• WORK REQUIRED
Count the lines holding the string "formatters" in the records, and give only the count.

• INPUT DATA
BEGIN
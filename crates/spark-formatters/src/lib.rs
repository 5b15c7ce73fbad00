//! # spark-formatters
//!
//! ## 教案意图（Why）
//! - **职责定位**：定义宿主与各格式扩展之间的窄接口：媒体类型、模型类型描述、输入/输出格式化器、
//!   校验错误收集器、格式令牌映射与启动期注册入口；
//! - **架构价值**：格式扩展（如 `spark-formatter-msgpack`）只依赖本 crate，不感知路由、控制器分发
//!   或依赖注入容器；
//! - **团队协作**：宿主侧只需实现上下文构造与 [`FormatterPipeline`] 的调用点，即可接入任意格式。
//!
//! ## 使用方式（How）
//! 1. 启动期创建 [`FormatterBuilder`]，由各扩展通过扩展 trait 登记装配步骤；
//! 2. `build` 产出 [`FormatterOptions`]，交给 [`FormatterPipeline`] 只读共享；
//! 3. 每个请求构造 [`InputFormatterContext`] / [`OutputFormatterWriteContext`]，借给格式化器一次调用。
//!
//! ## 契约说明（What）
//! - 请求体格式错误写入 [`ModelState`]，不会以 `Err` 形式逃逸；
//! - 其余失败统一为 [`FormatterError`]，附带稳定错误码与建议状态码；
//! - 所有格式化器满足 `Send + Sync + 'static`，可在多线程运行时并发使用。
//!
//! ## 风险提示（Trade-offs）
//! - 运行时类型信息只有 [`ModelType`] 描述的 `TypeId` 与名称，能否序列化由各格式扩展自行登记判断。

pub mod builder;
pub mod cancellation;
pub mod compat;
pub mod context;
pub mod error;
pub mod formatter;
pub mod io;
pub mod mappings;
pub mod media;
pub mod model;
pub mod model_state;
pub mod options;
pub mod pipeline;
pub mod result;

pub use builder::{FormatterBuilder, OptionsSource};
pub use cancellation::RequestAborted;
pub use compat::{CompatibilitySwitch, CompatibilityVersion};
pub use context::{InputFormatterContext, OutputFormatterWriteContext, RequestBody, ResponseBody};
pub use error::FormatterError;
pub use formatter::{InputFormatter, InputFormatterResult, OutputFormatter, select_media_type};
pub use io::write_cancellable;
pub use mappings::FormatterMappings;
pub use media::{MediaType, MediaTypeCollection};
pub use model::{BoundModel, ErasedModel, ModelType, TypeKind};
pub use model_state::{ModelError, ModelState};
pub use options::{FormatterCollection, FormatterOptions};
pub use pipeline::{FormatterPipeline, ResponseNegotiation};
pub use result::{ActionContext, ActionResult, ResponseHead};

/// 便于在异步 trait 实现中直接引用宏。
pub use async_trait::async_trait;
END
• RESPONSE
2